[[ RECORDS PROVIDED, beginning ]]

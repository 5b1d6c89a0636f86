//! Stable re-exports for consumers (`cli`, `plugins`, and external crates).
//!
//! Prefer importing from `oneach_core::api` instead of reaching into internal modules.

pub use crate::config::{
    apply_env_overrides, load_default, load_from_path, resolve_snapshot_path, AppConfig,
    DispatchConfig, LoggingConfig, TopologyConfig, TransportConfig, ALWAYS_DISALLOWED_SERVICE,
};
pub use crate::error::{CliError, ConfigurationError, DispatchError};
pub use crate::executor::{
    drive_formatter, DispatchOptions, DispatchState, Dispatcher, DispatcherBuilder,
    ExecutionRequest, ExecutionResult, FailureKind, OperationKind, Outcome, ProgressMonitor,
    ResultFormatter, RunEvent, RunSummary,
};
pub use crate::identity::{IdentityProbe, LocalIdentity};
pub use crate::scope::{ScopeSpec, Target};
pub use crate::topology::{ComputeNode, TopologyProvider, TopologySnapshot, ZoneRecord};
pub use crate::transport::{
    ConnectOptions, ExecOutput, RemoteNode, Transport, TransportConnector, REBOOT_EXIT_STATUS,
};
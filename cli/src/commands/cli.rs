use std::path::PathBuf;

use clap::Parser;

/// Run a command or transfer a file on every selected zone or compute node.
///
/// Select targets with --all-zones, or with any combination of --zonename,
/// --service and --compute-node (a zone must match every kind of filter
/// given). With --global-zone the operation runs once on each compute node
/// hosting a selected zone instead of inside the zones.
#[derive(Parser, Debug, Clone)]
#[command(name = "oneach", version)]
pub struct Args {
    /// Select every zone (except disallowed services).
    #[arg(short = 'a', long = "all-zones")]
    pub all_zones: bool,

    /// Select zones by name. Repeatable; comma-separated lists accepted.
    #[arg(
        short = 'z',
        long = "zonename",
        value_delimiter = ',',
        action = clap::ArgAction::Append
    )]
    pub zonenames: Vec<String>,

    /// Select zones by service name.
    #[arg(
        short = 's',
        long = "service",
        value_delimiter = ',',
        action = clap::ArgAction::Append
    )]
    pub services: Vec<String>,

    /// Select zones on compute nodes, by server UUID or hostname.
    #[arg(
        short = 'S',
        long = "compute-node",
        value_delimiter = ',',
        action = clap::ArgAction::Append
    )]
    pub compute_nodes: Vec<String>,

    /// Operate on the global zone of each compute node hosting a selected zone.
    #[arg(short = 'G', long = "global-zone")]
    pub global_zone: bool,

    /// Report what would be done without doing it.
    #[arg(short = 'n', long = "dry-run")]
    pub dry_run: bool,

    /// Omit the column header and the summary line.
    #[arg(short = 'N', long = "omit-header")]
    pub omit_header: bool,

    /// Print results as they arrive instead of sorted at the end.
    #[arg(short = 'I', long = "immediate")]
    pub immediate: bool,

    /// Print one JSON object per result.
    #[arg(short = 'J', long = "jsonstream", conflicts_with_all = ["oneline", "multiline"])]
    pub jsonstream: bool,

    /// Print only the last line of output for each target.
    #[arg(short = '1', long = "oneline", conflicts_with = "multiline")]
    pub oneline: bool,

    /// Print all output for each target under a banner.
    #[arg(long = "multiline")]
    pub multiline: bool,

    /// Seconds to wait for each operation.
    #[arg(short = 'T', long = "exectimeout")]
    pub exec_timeout: Option<u64>,

    /// Maximum number of operations in flight.
    #[arg(short = 'c', long = "concurrency")]
    pub concurrency: Option<usize>,

    /// Fetch this file from each target into --dir.
    #[arg(short = 'g', long = "get", conflicts_with = "put")]
    pub get: Option<String>,

    /// Send this local file to --dir on each target.
    #[arg(short = 'p', long = "put")]
    pub put: Option<PathBuf>,

    /// Local directory for --get, remote directory for --put.
    #[arg(short = 'd', long = "dir")]
    pub dir: Option<String>,

    /// Overwrite existing remote files with --put.
    #[arg(short = 'X', long = "clobber", requires = "put")]
    pub clobber: bool,

    /// Local address remote hosts should use for transfers.
    #[arg(long = "bind-ip")]
    pub bind_ip: Option<String>,

    /// Read configuration from this file instead of the default locations.
    #[arg(long = "config")]
    pub config: Option<PathBuf>,

    /// Command to run on each target.
    #[arg(trailing_var_arg = true, allow_hyphen_values = true)]
    pub command: Vec<String>,
}

#[cfg(test)]
mod tests {
    use super::*;

    #[test]
    fn test_parses_scope_and_trailing_command() {
        let args = Args::try_parse_from([
            "oneach", "-s", "webapi,moray", "-z", "z1", "-G", "-1", "svcs", "-x",
        ])
        .unwrap();
        assert_eq!(args.services, vec!["webapi", "moray"]);
        assert_eq!(args.zonenames, vec!["z1"]);
        assert!(args.global_zone);
        assert!(args.oneline);
        assert_eq!(args.command, vec!["svcs", "-x"]);
    }

    #[test]
    fn test_conflicting_output_flags_are_rejected() {
        assert!(Args::try_parse_from(["oneach", "-a", "-1", "--multiline", "true"]).is_err());
        assert!(Args::try_parse_from(["oneach", "-a", "-J", "-1", "true"]).is_err());
        assert!(Args::try_parse_from(["oneach", "-a", "-X", "true"]).is_err());
    }
}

[[ RECORDS PROVIDED, end ]]

▶ _WORK TASK_
Looking at the records, state how many lines contain "immediate" and write nothing besides that number.

▶ _TASK OUTPUT_
2